Now let me be clear; while communication service providers offer very sophisticated bundles, they are also still grappling with a comprehensive view of a client across all services (data, voice, text, residential, business, international, TV, mobile, etc.) each of their touch points (website, call center, local store). They are also miles away of including any sort of meaningful network data (jitter, dropped calls, failed call setups, etc.)
Similarly, my insurance investigations typically touch most of the frontline consumer (business and personal) contact points including agencies, marketing (incl. CEM & VOC) and the service center. On all these we typically see a significant lack of productivity given that policy, billing, payments and claims systems are service line specific, while supporting functions from developing leads and underwriting to claims adjucation often handle more than one type of claim.

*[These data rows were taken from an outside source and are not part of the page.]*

//! The voucher record and its read-only view.

use claw_types::{Address, Amount, Timestamp, VoucherId};
use serde::{Deserialize, Serialize};

use crate::error::LedgerError;

/// A capped, optionally time-limited spending authorization.
///
/// Fields are private so the record can only move forward: `spent` never
/// decreases, `revoked` never clears, `max_spend` never changes. Remaining
/// balance is always derived.
#[derive(Clone, Debug, PartialEq, Eq, Serialize, Deserialize)]
pub struct Voucher {
    id: VoucherId,
    funder: Address,
    max_spend: Amount,
    spent: Amount,
    expiry: Option<Timestamp>,
    revoked: bool,
    created_at: Timestamp,
}

impl Voucher {
    pub(crate) fn new(
        id: VoucherId,
        funder: Address,
        max_spend: Amount,
        expiry: Option<Timestamp>,
        created_at: Timestamp,
    ) -> Self {
        Self {
            id,
            funder,
            max_spend,
            spent: Amount::ZERO,
            expiry,
            revoked: false,
            created_at,
        }
    }

    pub fn id(&self) -> VoucherId {
        self.id
    }

    pub fn funder(&self) -> Address {
        self.funder
    }

    pub fn max_spend(&self) -> Amount {
        self.max_spend
    }

    pub fn spent(&self) -> Amount {
        self.spent
    }

    pub fn expiry(&self) -> Option<Timestamp> {
        self.expiry
    }

    pub fn is_revoked(&self) -> bool {
        self.revoked
    }

    pub fn created_at(&self) -> Timestamp {
        self.created_at
    }

    pub fn remaining(&self) -> Amount {
        self.max_spend.saturating_sub(self.spent)
    }

    /// Expired once `now` is strictly past the expiry second.
    pub fn is_expired(&self, now: Timestamp) -> bool {
        self.expiry.is_some_and(|e| e.is_passed(now))
    }

    pub fn is_active(&self, now: Timestamp) -> bool {
        !self.revoked && !self.is_expired(now) && !self.remaining().is_zero()
    }

    pub fn status(&self, now: Timestamp) -> VoucherStatus {
        if self.revoked {
            VoucherStatus::Revoked
        } else if self.is_expired(now) {
            VoucherStatus::Expired
        } else if self.remaining().is_zero() {
            VoucherStatus::Exhausted
        } else {
            VoucherStatus::Active
        }
    }

    /// Validate a draw of `amount` at `now` and return the new `spent` total.
    /// Does not mutate; the caller commits with [`Voucher::commit_spend`]
    /// once the payout has settled.
    pub(crate) fn check_draw(&self, amount: Amount, now: Timestamp) -> Result<Amount, LedgerError> {
        if self.revoked {
            return Err(LedgerError::Revoked(self.id));
        }
        if let Some(expiry) = self.expiry.filter(|e| e.is_passed(now)) {
            return Err(LedgerError::Expired { id: self.id, expiry });
        }
        let remaining = self.remaining();
        if amount > remaining {
            return Err(LedgerError::ExceedsLimit {
                id: self.id,
                requested: amount,
                remaining,
            });
        }
        self.spent
            .checked_add(amount)
            .ok_or_else(|| LedgerError::invalid("spent total overflows"))
    }

    pub(crate) fn commit_spend(&mut self, new_spent: Amount) {
        debug_assert!(new_spent >= self.spent && new_spent <= self.max_spend);
        self.spent = new_spent;
    }

    /// Set the revoked flag. Returns `false` if it was already set.
    pub(crate) fn revoke(&mut self) -> bool {
        !std::mem::replace(&mut self.revoked, true)
    }

    /// Structural invariants a restored record must satisfy.
    pub(crate) fn validate(&self) -> Result<(), String> {
        if self.max_spend.is_zero() {
            return Err(format!("voucher {} has zero max_spend", self.id));
        }
        if self.spent > self.max_spend {
            return Err(format!(
                "voucher {} has spent {} above max_spend {}",
                self.id, self.spent, self.max_spend
            ));
        }
        if self.funder.is_zero() {
            return Err(format!("voucher {} has a zero funder", self.id));
        }
        Ok(())
    }
}

/// Lifecycle state of a live voucher as seen at a given instant.
#[derive(Clone, Copy, Debug, PartialEq, Eq, Serialize, Deserialize)]
pub enum VoucherStatus {
    Active,
    Revoked,
    Expired,
    /// Fully drawn down; still burnable but nothing left to refund.
    Exhausted,
}

/// Read-only view of a voucher, including its current holder.
#[derive(Clone, Debug, PartialEq, Eq, Serialize, Deserialize)]
pub struct VoucherView {
    pub id: VoucherId,
    pub funder: Address,
    pub holder: Option<Address>,
    pub max_spend: Amount,
    pub spent: Amount,
    pub remaining: Amount,
    pub expiry: Option<Timestamp>,
    pub revoked: bool,
    pub status: VoucherStatus,
    pub created_at: Timestamp,
}

impl VoucherView {
    pub(crate) fn of(voucher: &Voucher, holder: Option<Address>, now: Timestamp) -> Self {
        Self {
            id: voucher.id,
            funder: voucher.funder,
            holder,
            max_spend: voucher.max_spend,
            spent: voucher.spent,
            remaining: voucher.remaining(),
            expiry: voucher.expiry,
            revoked: voucher.revoked,
            status: voucher.status(now),
            created_at: voucher.created_at,
        }
    }

    /// Expiry as unix seconds with `0` meaning none.
    pub fn expiry_secs(&self) -> u64 {
        self.expiry.map_or(0, |e| e.as_secs())
    }

    /// Share of the cap already drawn, in percent (0..=100).
    pub fn percent_used(&self) -> u8 {
        if self.max_spend.is_zero() {
            return 0;
        }
        (self.spent.raw().saturating_mul(100) / self.max_spend.raw()).min(100) as u8
    }
}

This lack of performance is worsened even more by the fact that campaigns have sub-optimal campaign response and conversion rates. As touchpoint-enabling CRM applications also suffer from a lack of complete or consistent contact preference information, interactions may violate local privacy regulations. In addition, service centers may capture leads only to log them into a black box AS400 policy system to disappear.

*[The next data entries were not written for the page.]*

//! Structured logging initialisation via `tracing`.
//!
//! Two output formats are supported:
//! - [`LogFormat::Human`]: readable lines for interactive use.
//! - [`LogFormat::Json`]: newline-delimited JSON for log aggregation.
//!
//! `RUST_LOG` overrides the configured level when set.

use serde::{Deserialize, Serialize};
use std::str::FromStr;
use tracing_subscriber::{fmt, layer::SubscriberExt, util::SubscriberInitExt, EnvFilter};

/// Selects the output format for structured logs.
#[derive(Debug, Clone, Copy, PartialEq, Eq, Serialize, Deserialize)]
#[serde(rename_all = "lowercase")]
pub enum LogFormat {
    Human,
    Json,
}

impl FromStr for LogFormat {
    type Err = String;

    fn from_str(s: &str) -> Result<Self, Self::Err> {
        match s.to_ascii_lowercase().as_str() {
            "human" => Ok(Self::Human),
            "json" => Ok(Self::Json),
            other => Err(format!("unknown log format {other:?} (expected human or json)")),
        }
    }
}

/// Install the global tracing subscriber.
///
/// Logs go to stderr so command output on stdout stays machine-readable.
/// A second call is a no-op (the first subscriber stays installed).
pub fn init_logging(format: LogFormat, level: &str) {
    let filter = EnvFilter::try_from_default_env().unwrap_or_else(|_| EnvFilter::new(level));

    let result = match format {
        LogFormat::Human => tracing_subscriber::registry()
            .with(filter)
            .with(fmt::layer().with_target(true).with_writer(std::io::stderr))
            .try_init(),
        LogFormat::Json => tracing_subscriber::registry()
            .with(filter)
            .with(
                fmt::layer()
                    .json()
                    .with_target(true)
                    .with_thread_ids(true)
                    .with_writer(std::io::stderr),
            )
            .try_init(),
    };
    if let Err(e) = result {
        tracing::debug!("tracing subscriber already installed: {e}");
    }
}
//! Library half of the `claw` binary: configuration and persisted state.

pub mod config;
pub mod state;

pub use config::{ClawConfig, ConfigError};
pub use state::{Session, StateError, STATE_FILE};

Here again we often hear that the fix could just happen by scrubbing data before it goes into the data warehouse. However, the data typically does not sync back to the source systems so any interaction with a client via chat, phone or face-to-face will not have real time, accurate information to execute a flawless transaction.

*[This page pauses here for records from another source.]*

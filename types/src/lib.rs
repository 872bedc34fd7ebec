//! Fundamental types for the Claw voucher ledger.
//!
//! This crate defines the core types shared across every other crate in the workspace:
//! addresses, amounts, timestamps and the clock, voucher ids, and ledger parameters.

pub mod address;
pub mod amount;
pub mod params;
pub mod time;
pub mod voucher_id;

pub use address::{Address, AddressParseError};
pub use amount::{Amount, AmountParseError, DECIMALS, UNIT};
pub use params::LedgerParams;
pub use time::{Clock, SystemClock, Timestamp};
pub use voucher_id::VoucherId;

On the insurance IT side we also see enormous overhead; from scrubbing every database from source via staging to the analytical reporting environment every month or quarter to one-off clean up projects for the next acquired book-of-business. For a mid-sized, regional carrier (ca. $6B net premiums written) we find an average of $13.1 million in annual benefits from a central customer hub. This figure results in a ROI of between 600-900% depending on requirement complexity, distribution model, IT infrastructure and service lines. This number includes some baseline revenue improvements, productivity gains and cost avoidance as well as reduction.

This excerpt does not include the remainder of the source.